Distributed Schedulers and Control Planes: Human Overrides, Runbooks, and Operational Control

LESSON

Distributed Schedulers and Control Planes

021 35 min advanced

Distributed Schedulers and Control Planes: Human Overrides, Runbooks, and Operational Control

The core idea: Human intervention should enter a scheduler control plane through explicit, bounded, auditable desired state, because ad hoc fixes can fight reconciliation and create a second incident.

Core Insight

Imagine the simulation tests from the previous lesson found the duplicate-reservation bug, but a live incident still happens. risk-api is degraded, the scheduler is slow to react to a quota update, and the on-call engineer has a credible short-term fix: pause autoscaling, stop placing new work in one zone, and allow two high-priority recovery replicas to use reserved capacity.

The tempting move is to "just patch the objects." Edit a deployment here, delete a stuck reservation there, add a label directly to a node, maybe remove a finalizer. In a desired-state control plane, those edits are not isolated manual actions. They become inputs that controllers will observe, reconcile, retry, or overwrite. A human override is another control-plane decision, and it must be designed as carefully as an automated one.
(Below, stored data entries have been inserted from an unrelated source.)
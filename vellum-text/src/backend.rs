//! Collaborator seams: text shaping and glyph rasterization.
//!
//! The engine never shapes or rasterizes by itself. It hands text to a
//! [`Shaper`] and glyph keys to a [`Rasterizer`], and caches what comes back.
//! [`crate::cosmic::CosmicBackend`] implements both on `cosmic-text`.

use crate::engine::TextStyle;
use crate::error::{RasterError, ShapeError};
use crate::glyph::{GlyphBitmap, GlyphKey};

/// One positioned glyph of a shaped run.
#[derive(Clone, Copy, Debug, PartialEq)]
pub struct ShapedGlyph {
    pub key: GlyphKey,
    /// Pen position relative to the run origin, in logical pixels.
    pub offset: [f32; 2],
    pub advance: f32,
}

/// Turns text into an ordered glyph run.
///
/// Treated as a pure function of `(text, style, scale)`.
pub trait Shaper {
    /// Load font resources. Called once by `TextLayoutEngine::init`.
    fn prepare(&mut self) -> Result<(), ShapeError> {
        Ok(())
    }

    fn shape(
        &mut self,
        text: &str,
        style: &TextStyle,
        scale: f32,
    ) -> Result<Vec<ShapedGlyph>, ShapeError>;

    /// Drop per-glyph state kept for the rasterizer. Called on reload, after
    /// every cached layout and atlas slot is gone, so any key rasterized
    /// later has been shaped again first.
    fn release_caches(&mut self) {}
}

/// Renders the bitmap for one glyph key.
pub trait Rasterizer {
    fn rasterize(&mut self, key: &GlyphKey) -> Result<GlyphBitmap, RasterError>;
}
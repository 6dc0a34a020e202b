//! Layout cache: shaped text identity → positioned glyph run.
//!
//! Backed by an `lru::LruCache`, so recency refresh and eviction are O(1).
//! Two budgets apply at once: entry count and estimated bytes. Whichever is
//! exceeded first triggers eviction from the least recently used end.
//!
//! Entries are never mutated in place. A result that was built against an
//! older atlas generation is dropped the moment it is looked up.

use std::hash::{Hash, Hasher};
use std::mem;
use std::sync::Arc;

use log::{debug, trace};
use lru::LruCache;
use rustc_hash::FxHasher;

use crate::config::CacheConfig;
use crate::engine::{TextDirection, TextStyle};
use crate::glyph::GlyphKey;
use crate::manager::AtlasGenerations;

/// Bookkeeping overhead charged per entry on top of key and value sizes.
const ENTRY_OVERHEAD: usize = 64;

/// Cache key summarizing text + style.
///
/// Hashing only feeds the precomputed hashes. Equality also compares the
/// text itself, so two equal fingerprints always lay out identically.
#[derive(Clone, Debug, PartialEq, Eq)]
pub struct LayoutFingerprint {
    text_hash: u64,
    style_hash: u64,
    font_set_hash: u64,
    direction: TextDirection,
    text: Arc<str>,
}

impl LayoutFingerprint {
    pub fn new(text: &str, style: &TextStyle) -> Self {
        let mut hasher = FxHasher::default();
        text.hash(&mut hasher);
        Self {
            text_hash: hasher.finish(),
            style_hash: style.style_hash(),
            font_set_hash: style.font_set_hash(),
            direction: style.direction,
            text: Arc::from(text),
        }
    }

    pub fn text(&self) -> &str {
        &self.text
    }

    pub fn direction(&self) -> TextDirection {
        self.direction
    }

    fn estimated_bytes(&self) -> usize {
        mem::size_of::<Self>() + self.text.len()
    }
}

impl Hash for LayoutFingerprint {
    fn hash<H: Hasher>(&self, state: &mut H) {
        self.text_hash.hash(state);
        self.style_hash.hash(state);
        self.font_set_hash.hash(state);
        self.direction.hash(state);
    }
}

/// One glyph of a layout, positioned relative to the run origin.
#[derive(Clone, Copy, Debug, PartialEq)]
pub struct PositionedGlyph {
    pub key: GlyphKey,
    /// Pen position in logical pixels.
    pub offset: [f32; 2],
}

/// Immutable layout output, shared between the cache and renderers.
#[derive(Clone, Debug, PartialEq)]
pub struct LayoutResult {
    glyphs: Vec<PositionedGlyph>,
    advance: f32,
    generations: AtlasGenerations,
    created_tick: u64,
}

impl LayoutResult {
    pub fn new(
        glyphs: Vec<PositionedGlyph>,
        advance: f32,
        generations: AtlasGenerations,
        created_tick: u64,
    ) -> Self {
        Self {
            glyphs,
            advance,
            generations,
            created_tick,
        }
    }

    pub fn glyphs(&self) -> &[PositionedGlyph] {
        &self.glyphs
    }

    /// Total advance width in logical pixels.
    pub fn advance(&self) -> f32 {
        self.advance
    }

    /// Atlas generations the glyph keys were resolved against.
    pub fn generations(&self) -> AtlasGenerations {
        self.generations
    }

    pub fn created_tick(&self) -> u64 {
        self.created_tick
    }

    /// Whether every referenced atlas still has the generation this layout
    /// was built against.
    #[inline]
    pub fn is_valid_for(&self, current: AtlasGenerations) -> bool {
        self.generations == current
    }

    pub fn estimated_bytes(&self) -> usize {
        mem::size_of::<Self>() + self.glyphs.len() * mem::size_of::<PositionedGlyph>()
    }
}

/// Cache counters for diagnostics.
#[derive(Clone, Copy, Debug, Default, PartialEq, Eq)]
pub struct CacheStats {
    pub entries: usize,
    pub bytes: usize,
    pub hits: u64,
    pub misses: u64,
    pub evictions: u64,
}

struct CacheEntry {
    layout: Arc<LayoutResult>,
    last_access: u64,
    bytes: usize,
}

/// Bounded LRU cache of layout results.
pub struct LayoutCache {
    entries: LruCache<LayoutFingerprint, CacheEntry>,
    config: CacheConfig,
    /// Estimated bytes of all entries.
    bytes: usize,
    hits: u64,
    misses: u64,
    evictions: u64,
}

impl LayoutCache {
    pub fn new(config: CacheConfig) -> Self {
        Self {
            entries: LruCache::unbounded(),
            config,
            bytes: 0,
            hits: 0,
            misses: 0,
            evictions: 0,
        }
    }

    pub fn len(&self) -> usize {
        self.entries.len()
    }

    pub fn is_empty(&self) -> bool {
        self.entries.is_empty()
    }

    /// Estimated bytes held by cached entries.
    pub fn memory_size(&self) -> usize {
        self.bytes
    }

    /// Presence check without touching recency.
    pub fn contains(&self, fingerprint: &LayoutFingerprint) -> bool {
        self.entries.contains(fingerprint)
    }

    pub fn stats(&self) -> CacheStats {
        CacheStats {
            entries: self.entries.len(),
            bytes: self.bytes,
            hits: self.hits,
            misses: self.misses,
            evictions: self.evictions,
        }
    }

    /// Look up a layout, refreshing its recency on hit.
    ///
    /// An entry built against other atlas generations is evicted and
    /// reported as a miss.
    pub fn get(
        &mut self,
        fingerprint: &LayoutFingerprint,
        current: AtlasGenerations,
        tick: u64,
    ) -> Option<Arc<LayoutResult>> {
        let entry = match self.entries.get_mut(fingerprint) {
            Some(entry) => entry,
            None => {
                self.misses += 1;
                return None;
            }
        };

        if entry.layout.is_valid_for(current) {
            entry.last_access = tick;
            self.hits += 1;
            return Some(Arc::clone(&entry.layout));
        }

        if let Some(stale) = self.entries.pop(fingerprint) {
            self.bytes -= stale.bytes;
            self.evictions += 1;
            trace!("layout cache: dropped stale entry for {:?}", fingerprint.text());
        }
        self.misses += 1;
        None
    }

    /// Insert a layout and evict until both budgets hold.
    ///
    /// Returns `false` if the layout alone exceeds the byte budget, in which
    /// case it is not stored.
    pub fn put(&mut self, fingerprint: LayoutFingerprint, layout: Arc<LayoutResult>, tick: u64) -> bool {
        let bytes = ENTRY_OVERHEAD + fingerprint.estimated_bytes() + layout.estimated_bytes();
        if bytes > self.config.max_bytes {
            debug!(
                "layout cache: {bytes} byte layout exceeds budget of {}, not cached",
                self.config.max_bytes
            );
            if let Some(old) = self.entries.pop(&fingerprint) {
                self.bytes -= old.bytes;
            }
            return false;
        }

        let entry = CacheEntry {
            layout,
            last_access: tick,
            bytes,
        };
        if let Some(old) = self.entries.put(fingerprint, entry) {
            self.bytes -= old.bytes;
        }
        self.bytes += bytes;
        self.evict_to_budget();
        true
    }

    /// Drop every entry whose last access is before `older_than`.
    ///
    /// Walks from the least recently used end and stops at the first fresh
    /// entry, so the cost is proportional to what is evicted.
    pub fn evict_stale(&mut self, older_than: u64) -> usize {
        let mut evicted = 0;
        loop {
            let stale = matches!(
                self.entries.peek_lru(),
                Some((_, entry)) if entry.last_access < older_than
            );
            if !stale {
                break;
            }
            if let Some((_, entry)) = self.entries.pop_lru() {
                self.bytes -= entry.bytes;
                evicted += 1;
            }
        }
        self.evictions += evicted as u64;
        evicted
    }

    /// Drop all entries. Counters other than size are kept.
    pub fn clear(&mut self) {
        self.entries.clear();
        self.bytes = 0;
    }

    fn evict_to_budget(&mut self) {
        let mut evicted = 0u64;
        while self.entries.len() > self.config.max_entries || self.bytes > self.config.max_bytes {
            match self.entries.pop_lru() {
                Some((_, entry)) => {
                    self.bytes -= entry.bytes;
                    evicted += 1;
                }
                None => break,
            }
        }
        if evicted > 0 {
            trace!("layout cache: evicted {evicted} entries, {} remain", self.entries.len());
        }
        self.evictions += evicted;
    }
}

#[cfg(test)]
mod tests {
    use super::*;
    use crate::glyph::{FontId, RenderStyle};

    const GEN: AtlasGenerations = AtlasGenerations { glyph: 0, emoji: 0 };

    fn fp(text: &str) -> LayoutFingerprint {
        LayoutFingerprint::new(text, &TextStyle::default())
    }

    fn layout(glyphs: usize, generations: AtlasGenerations) -> Arc<LayoutResult> {
        let glyphs = (0..glyphs)
            .map(|i| PositionedGlyph {
                key: GlyphKey::new(FontId(0), i as u16, 16, RenderStyle::empty()),
                offset: [i as f32 * 8.0, 0.0],
            })
            .collect();
        Arc::new(LayoutResult::new(glyphs, 0.0, generations, 0))
    }

    fn cache(max_entries: usize) -> LayoutCache {
        LayoutCache::new(CacheConfig {
            max_entries,
            max_bytes: usize::MAX,
        })
    }

    #[test]
    fn test_fingerprint_equality() {
        assert_eq!(fp("Hello"), fp("Hello"));
        assert_ne!(fp("Hello"), fp("Hellp"));

        let bold = TextStyle {
            weight: 700,
            ..TextStyle::default()
        };
        assert_ne!(fp("Hello"), LayoutFingerprint::new("Hello", &bold));

        let rtl = TextStyle {
            direction: TextDirection::RightToLeft,
            ..TextStyle::default()
        };
        assert_ne!(fp("Hello"), LayoutFingerprint::new("Hello", &rtl));
    }

    #[test]
    fn test_get_miss_then_hit() {
        let mut cache = cache(4);
        assert!(cache.get(&fp("a"), GEN, 0).is_none());
        cache.put(fp("a"), layout(1, GEN), 0);
        let hit = cache.get(&fp("a"), GEN, 1).unwrap();
        assert_eq!(hit.glyphs().len(), 1);

        let stats = cache.stats();
        assert_eq!((stats.hits, stats.misses, stats.entries), (1, 1, 1));
    }

    #[test]
    fn test_capacity_evicts_least_recently_used() {
        let mut cache = cache(3);
        cache.put(fp("a"), layout(1, GEN), 0);
        cache.put(fp("b"), layout(1, GEN), 1);
        cache.put(fp("c"), layout(1, GEN), 2);

        // Touch "a" so "b" becomes the oldest.
        assert!(cache.get(&fp("a"), GEN, 3).is_some());
        cache.put(fp("d"), layout(1, GEN), 4);

        assert_eq!(cache.len(), 3);
        assert!(!cache.contains(&fp("b")), "b was least recently used");
        assert!(cache.contains(&fp("a")));
        assert!(cache.contains(&fp("c")));
        assert!(cache.contains(&fp("d")));
        assert_eq!(cache.stats().evictions, 1);
    }

    #[test]
    fn test_insertion_order_breaks_ties() {
        let mut cache = cache(2);
        cache.put(fp("first"), layout(1, GEN), 0);
        cache.put(fp("second"), layout(1, GEN), 0);
        cache.put(fp("third"), layout(1, GEN), 0);
        assert!(!cache.contains(&fp("first")));
        assert!(cache.contains(&fp("second")));
    }

    #[test]
    fn test_never_exceeds_entry_bound() {
        let mut cache = cache(8);
        for i in 0..100 {
            cache.put(fp(&format!("text {i}")), layout(3, GEN), i);
            assert!(cache.len() <= 8);
        }
        // The newest eight survive.
        for i in 92..100 {
            assert!(cache.contains(&fp(&format!("text {i}"))));
        }
    }

    #[test]
    fn test_byte_budget() {
        let one = ENTRY_OVERHEAD + fp("x0").estimated_bytes() + layout(10, GEN).estimated_bytes();
        let mut cache = LayoutCache::new(CacheConfig {
            max_entries: 1000,
            max_bytes: one * 3,
        });
        for i in 0..10 {
            cache.put(fp(&format!("x{i}")), layout(10, GEN), i);
            assert!(cache.memory_size() <= one * 3);
        }
        assert_eq!(cache.len(), 3);
    }

    #[test]
    fn test_oversized_layout_not_cached() {
        let mut cache = LayoutCache::new(CacheConfig {
            max_entries: 10,
            max_bytes: 256,
        });
        assert!(!cache.put(fp("big"), layout(100, GEN), 0));
        assert!(cache.is_empty());
        assert_eq!(cache.memory_size(), 0);
    }

    #[test]
    fn test_replace_same_key_keeps_accounting() {
        let mut cache = cache(4);
        cache.put(fp("a"), layout(2, GEN), 0);
        let before = cache.memory_size();
        cache.put(fp("a"), layout(2, GEN), 1);
        assert_eq!(cache.len(), 1);
        assert_eq!(cache.memory_size(), before);
    }

    #[test]
    fn test_stale_generation_is_miss_and_evicted() {
        let mut cache = cache(4);
        cache.put(fp("a"), layout(1, GEN), 0);
        let newer = AtlasGenerations { glyph: 1, emoji: 0 };
        assert!(cache.get(&fp("a"), newer, 1).is_none());
        assert!(!cache.contains(&fp("a")), "stale entry evicted eagerly");
        assert_eq!(cache.memory_size(), 0);
    }

    #[test]
    fn test_evict_stale_by_last_access() {
        let mut cache = cache(10);
        cache.put(fp("old"), layout(1, GEN), 1);
        cache.put(fp("kept"), layout(1, GEN), 2);
        cache.put(fp("new"), layout(1, GEN), 9);
        // Refresh "kept".
        cache.get(&fp("kept"), GEN, 10);

        assert_eq!(cache.evict_stale(5), 1);
        assert!(!cache.contains(&fp("old")));
        assert!(cache.contains(&fp("kept")));
        assert!(cache.contains(&fp("new")));
    }

    #[test]
    fn test_clear() {
        let mut cache = cache(4);
        cache.put(fp("a"), layout(1, GEN), 0);
        cache.put(fp("b"), layout(1, GEN), 0);
        cache.clear();
        assert!(cache.is_empty());
        assert_eq!(cache.memory_size(), 0);
    }
}
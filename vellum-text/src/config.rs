//! Engine configuration.
//!
//! Every field has a default, so a partial TOML document (or none at all)
//! yields a working engine:
//!
//! ```toml
//! display_scale = 2.0
//! cache_lifespan_ticks = 200
//!
//! [cache]
//! max_entries = 1024
//!
//! [emoji_atlas]
//! max_pages = 1
//! ```

use std::path::Path;

use serde::{Deserialize, Serialize};

use crate::error::ConfigError;
use crate::glyph::PixelFormat;

/// Page budget for one atlas.
#[derive(Clone, Debug, PartialEq, Serialize, Deserialize)]
#[serde(default)]
pub struct AtlasConfig {
    /// Page width = height in pixels. Default: 1024.
    pub page_size: u32,
    /// Maximum number of pages before the atlas reports full. Default: 4.
    pub max_pages: usize,
    /// Gutter between slots in pixels. Default: 1.
    pub padding: u32,
}

impl Default for AtlasConfig {
    fn default() -> Self {
        Self {
            page_size: 1024,
            max_pages: 4,
            padding: 1,
        }
    }
}

impl AtlasConfig {
    /// Default page set for colour emoji.
    pub fn emoji() -> Self {
        Self {
            max_pages: 2,
            ..Self::default()
        }
    }

    /// Bytes held by one live page of the given format.
    pub fn page_bytes(&self, format: PixelFormat) -> usize {
        let edge = self.page_size as usize;
        edge * edge * format.bytes_per_pixel()
    }
}

/// Layout cache budgets. Whichever is hit first triggers eviction.
#[derive(Clone, Debug, PartialEq, Serialize, Deserialize)]
#[serde(default)]
pub struct CacheConfig {
    /// Default: 4096.
    pub max_entries: usize,
    /// Estimated bytes. Default: 8 MiB.
    pub max_bytes: usize,
}

impl Default for CacheConfig {
    fn default() -> Self {
        Self {
            max_entries: 4096,
            max_bytes: 8 * 1024 * 1024,
        }
    }
}

#[derive(Clone, Debug, PartialEq, Serialize, Deserialize)]
#[serde(default)]
pub struct EngineConfig {
    /// Pixel density multiplier applied when rasterizing. Default: 1.0.
    pub display_scale: f32,
    /// Ticks between staleness sweeps. Default: 20.
    pub maintenance_interval_ticks: u64,
    /// Idle ticks after which a cached layout is dropped. Default: 120.
    pub cache_lifespan_ticks: u64,
    pub cache: CacheConfig,
    pub glyph_atlas: AtlasConfig,
    pub emoji_atlas: AtlasConfig,
}

impl Default for EngineConfig {
    fn default() -> Self {
        Self {
            display_scale: 1.0,
            maintenance_interval_ticks: 20,
            cache_lifespan_ticks: 120,
            cache: CacheConfig::default(),
            glyph_atlas: AtlasConfig::default(),
            emoji_atlas: AtlasConfig::emoji(),
        }
    }
}

impl EngineConfig {
    /// Config for testing (tiny pages, short lifespans).
    pub fn for_testing() -> Self {
        Self {
            display_scale: 1.0,
            maintenance_interval_ticks: 1,
            cache_lifespan_ticks: 4,
            cache: CacheConfig {
                max_entries: 16,
                max_bytes: 1024 * 1024,
            },
            glyph_atlas: AtlasConfig {
                page_size: 128,
                max_pages: 2,
                padding: 1,
            },
            emoji_atlas: AtlasConfig {
                page_size: 128,
                max_pages: 1,
                padding: 1,
            },
        }
    }

    /// Parse and validate a TOML document.
    pub fn from_toml_str(source: &str) -> Result<Self, ConfigError> {
        let config: EngineConfig = toml::from_str(source)?;
        config.validate()?;
        Ok(config)
    }

    /// Read, parse and validate a TOML file.
    pub fn load(path: impl AsRef<Path>) -> Result<Self, ConfigError> {
        let path = path.as_ref();
        let source = std::fs::read_to_string(path).map_err(|source| ConfigError::Io {
            path: path.to_path_buf(),
            source,
        })?;
        Self::from_toml_str(&source)
    }

    pub fn validate(&self) -> Result<(), ConfigError> {
        if !(self.display_scale.is_finite() && self.display_scale > 0.0) {
            return Err(ConfigError::Invalid(format!(
                "display_scale must be a positive number, got {}",
                self.display_scale
            )));
        }
        if self.maintenance_interval_ticks == 0 {
            return Err(ConfigError::Invalid(
                "maintenance_interval_ticks must be at least 1".into(),
            ));
        }
        if self.cache.max_entries == 0 {
            return Err(ConfigError::Invalid("cache.max_entries must be at least 1".into()));
        }
        for (name, atlas) in [("glyph_atlas", &self.glyph_atlas), ("emoji_atlas", &self.emoji_atlas)] {
            if atlas.max_pages == 0 {
                return Err(ConfigError::Invalid(format!("{name}.max_pages must be at least 1")));
            }
            if atlas.page_size <= atlas.padding || atlas.page_size > 16384 {
                return Err(ConfigError::Invalid(format!(
                    "{name}.page_size must be in ({}, 16384], got {}",
                    atlas.padding, atlas.page_size
                )));
            }
        }
        Ok(())
    }
}
//! Glyph manager: routes glyph keys to the glyph or emoji atlas.
//!
//! The atlases are the source of truth; the manager only decides which one
//! a key belongs to, recovers from a full atlas, and sums memory usage.

use std::fmt;

use bytemuck::{Pod, Zeroable};
use log::{debug, warn};

use crate::atlas::{Atlas, AtlasKind, AtlasSlot};
use crate::backend::Rasterizer;
use crate::cache::LayoutResult;
use crate::config::AtlasConfig;
use crate::error::AtlasError;
use crate::glyph::GlyphKey;

/// Generation counters of both atlases at one point in time.
#[derive(Clone, Copy, Debug, Default, PartialEq, Eq, Hash)]
pub struct AtlasGenerations {
    pub glyph: u64,
    pub emoji: u64,
}

/// Live page storage per atlas, in bytes.
#[derive(Clone, Copy, Debug, Default, PartialEq, Eq)]
pub struct AtlasMemory {
    pub glyph_bytes: usize,
    pub emoji_bytes: usize,
}

impl AtlasMemory {
    pub fn total(&self) -> usize {
        self.glyph_bytes + self.emoji_bytes
    }
}

/// Per-glyph instance data for GPU upload.
#[repr(C)]
#[derive(Copy, Clone, Debug, PartialEq, Pod, Zeroable)]
pub struct GlyphInstance {
    /// Top-left corner in logical pixels.
    pub position: [f32; 2],
    /// Size in logical pixels.
    pub size: [f32; 2],
    /// Normalized `[u_min, v_min, u_max, v_max]` within the page.
    pub uv: [f32; 4],
    pub page: u32,
    /// 0 = glyph atlas, 1 = emoji atlas.
    pub atlas: u32,
}

impl GlyphInstance {
    /// View a buffer of instances as raw bytes for upload.
    pub fn as_bytes(instances: &[GlyphInstance]) -> &[u8] {
        bytemuck::cast_slice(instances)
    }
}

/// Owns the glyph and emoji atlases.
pub struct GlyphManager {
    glyphs: Atlas,
    emoji: Atlas,
}

impl GlyphManager {
    pub fn new(glyph_config: AtlasConfig, emoji_config: AtlasConfig) -> Self {
        Self {
            glyphs: Atlas::glyphs(glyph_config),
            emoji: Atlas::emoji(emoji_config),
        }
    }

    pub fn glyph_atlas(&self) -> &Atlas {
        &self.glyphs
    }

    pub fn emoji_atlas(&self) -> &Atlas {
        &self.emoji
    }

    pub fn glyph_atlas_mut(&mut self) -> &mut Atlas {
        &mut self.glyphs
    }

    pub fn emoji_atlas_mut(&mut self) -> &mut Atlas {
        &mut self.emoji
    }

    fn atlas_for(&self, key: &GlyphKey) -> &Atlas {
        if key.is_emoji() {
            &self.emoji
        } else {
            &self.glyphs
        }
    }

    fn atlas_for_mut(&mut self, key: &GlyphKey) -> &mut Atlas {
        if key.is_emoji() {
            &mut self.emoji
        } else {
            &mut self.glyphs
        }
    }

    /// Slot for `key`, rasterizing on first use.
    ///
    /// A full atlas is cleared and the insert retried once with the bitmap
    /// already in hand. Anything that still does not fit gets the
    /// placeholder box, so this never fails.
    pub fn resolve(&mut self, key: GlyphKey, rasterizer: &mut dyn Rasterizer) -> AtlasSlot {
        let atlas = self.atlas_for_mut(&key);
        match atlas.resolve(key, rasterizer) {
            Ok(slot) => slot,
            Err(AtlasError::Full { pages, bitmap }) => {
                warn!(
                    "{} atlas full ({pages} pages), clearing before retry",
                    atlas.kind().label()
                );
                atlas.clear();
                match atlas.insert(key, *bitmap) {
                    Ok(slot) => slot,
                    Err(e) => {
                        warn!("{} atlas: {e} after clear, using placeholder", atlas.kind().label());
                        atlas.insert_placeholder(key)
                    }
                }
            }
            Err(e @ AtlasError::GlyphTooLarge { .. }) => {
                debug!("{} atlas: {e}, using placeholder for {key:?}", atlas.kind().label());
                atlas.insert_placeholder(key)
            }
        }
    }

    /// Slot for `key` if it is already in its atlas. Never rasterizes.
    pub fn lookup(&self, key: &GlyphKey) -> Option<AtlasSlot> {
        self.atlas_for(key).get(key)
    }

    pub fn generations(&self) -> AtlasGenerations {
        AtlasGenerations {
            glyph: self.glyphs.generation(),
            emoji: self.emoji.generation(),
        }
    }

    pub fn total_memory_usage(&self) -> AtlasMemory {
        AtlasMemory {
            glyph_bytes: self.glyphs.memory_usage(),
            emoji_bytes: self.emoji.memory_usage(),
        }
    }

    /// Rasterizer invocations across both atlases.
    pub fn rasterized_total(&self) -> u64 {
        self.glyphs.rasterized_total() + self.emoji.rasterized_total()
    }

    /// Clear both atlases. Needed when the display scale changes (bitmaps
    /// must be re-rasterized at the new density) or font resources change.
    pub fn reload(&mut self) {
        self.glyphs.clear();
        self.emoji.clear();
    }

    /// Build GPU instances for `layout` placed at `origin`.
    ///
    /// Returns `None` if the layout was built against an older atlas
    /// generation; the caller must lay the text out again. Blank glyphs and
    /// glyphs no longer in their atlas are skipped. `scale` converts bitmap
    /// pixels back to logical pixels.
    pub fn build_instances(
        &self,
        layout: &LayoutResult,
        origin: [f32; 2],
        scale: f32,
    ) -> Option<Vec<GlyphInstance>> {
        if !layout.is_valid_for(self.generations()) {
            return None;
        }

        let inv_scale = 1.0 / scale;
        let mut instances = Vec::with_capacity(layout.glyphs().len());
        for glyph in layout.glyphs() {
            let atlas = self.atlas_for(&glyph.key);
            // Absent only if the layout alone overflowed the atlas.
            let Some(slot) = atlas.get(&glyph.key) else {
                continue;
            };
            if slot.is_empty() {
                continue;
            }
            let x = origin[0] + glyph.offset[0] + slot.bearing_x as f32 * inv_scale;
            let y = origin[1] + glyph.offset[1] - slot.bearing_y as f32 * inv_scale;
            instances.push(GlyphInstance {
                position: [x, y],
                size: [slot.width as f32 * inv_scale, slot.height as f32 * inv_scale],
                uv: slot.uv(atlas.page_size()),
                page: slot.page,
                atlas: match atlas.kind() {
                    AtlasKind::Glyph => 0,
                    AtlasKind::Emoji => 1,
                },
            });
        }
        Some(instances)
    }

    /// One line per atlas: format, pages, glyphs, bytes.
    pub fn dump_info(&self, out: &mut impl fmt::Write) -> fmt::Result {
        for atlas in [&self.glyphs, &self.emoji] {
            writeln!(
                out,
                "GlyphManager: {}Atlas Format={:?}, PageSize={}, Pages={}, Glyphs={}, Generation={}, MemorySize={} bytes",
                match atlas.kind() {
                    AtlasKind::Glyph => "Glyph",
                    AtlasKind::Emoji => "Emoji",
                },
                atlas.format(),
                atlas.page_size(),
                atlas.page_count(),
                atlas.glyph_count(),
                atlas.generation(),
                atlas.memory_usage(),
            )?;
        }
        Ok(())
    }
}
The non-obvious lesson is that manual control is not the absence of automation. Good operational control gives humans a safe way to change authority temporarily. The trade-off is speed versus guardrails: during an incident, operators need fast action, but the system still needs scope, ownership, expiration, audit, and an undo path.

Overrides Are Desired State

An override should be represented as explicit state, not as a hidden side effect. That state should answer:

For example, an emergency placement override might look conceptually like this:

kind: SchedulerOverride
name: risk-api-eu-west-recovery
spec:
  target: workload/risk-api
  scope: region/eu-west
  reason: recovery-capacity
  expiresAfter: 45m
  changes:
    pauseAutoscaler: true
    avoidZones: [eu-west-a]
    allowReservedCapacityClass: recovery
status:
  observedGeneration: 12
  active: true
  affectedControllers: [scheduler, autoscaler, quota-controller]

The exact API shape is less important than the properties. The override is visible, scoped, time-bounded, and processed by normal controllers. It is not a one-off shell command that leaves the next engineer guessing which state is authoritative.

A Taxonomy of Human Controls

Different incidents need different kinds of intervention. Treating every intervention as "manual mode" makes the control surface too blunt.

Control What it changes Risk
Pause stops expansion, rollout, repair, or autoscaling temporarily stale bad state remains longer
Placement constraint avoids a zone, node class, topology, or capacity pool stranded capacity or overload elsewhere
Priority or quota override allows urgent work to bypass normal fairness limits tenant unfairness or starvation
Drain or cordon stops new work or moves existing work away from infrastructure disruption and capacity pressure
Repair approval allows cleanup of ambiguous partial state deleting useful progress
Failover or traffic shift moves user traffic to a safer region or pool overload, data locality, or consistency effects
Break-glass access grants temporary elevated authority accidental broad change or weak audit

The design job is to make each control narrow enough to be safe and strong enough to be useful. A "pause autoscaler for this workload for 30 minutes" control is easier to reason about than "disable autoscaling." A "avoid this node pool for new placement" control is safer than deleting every existing workload in the pool.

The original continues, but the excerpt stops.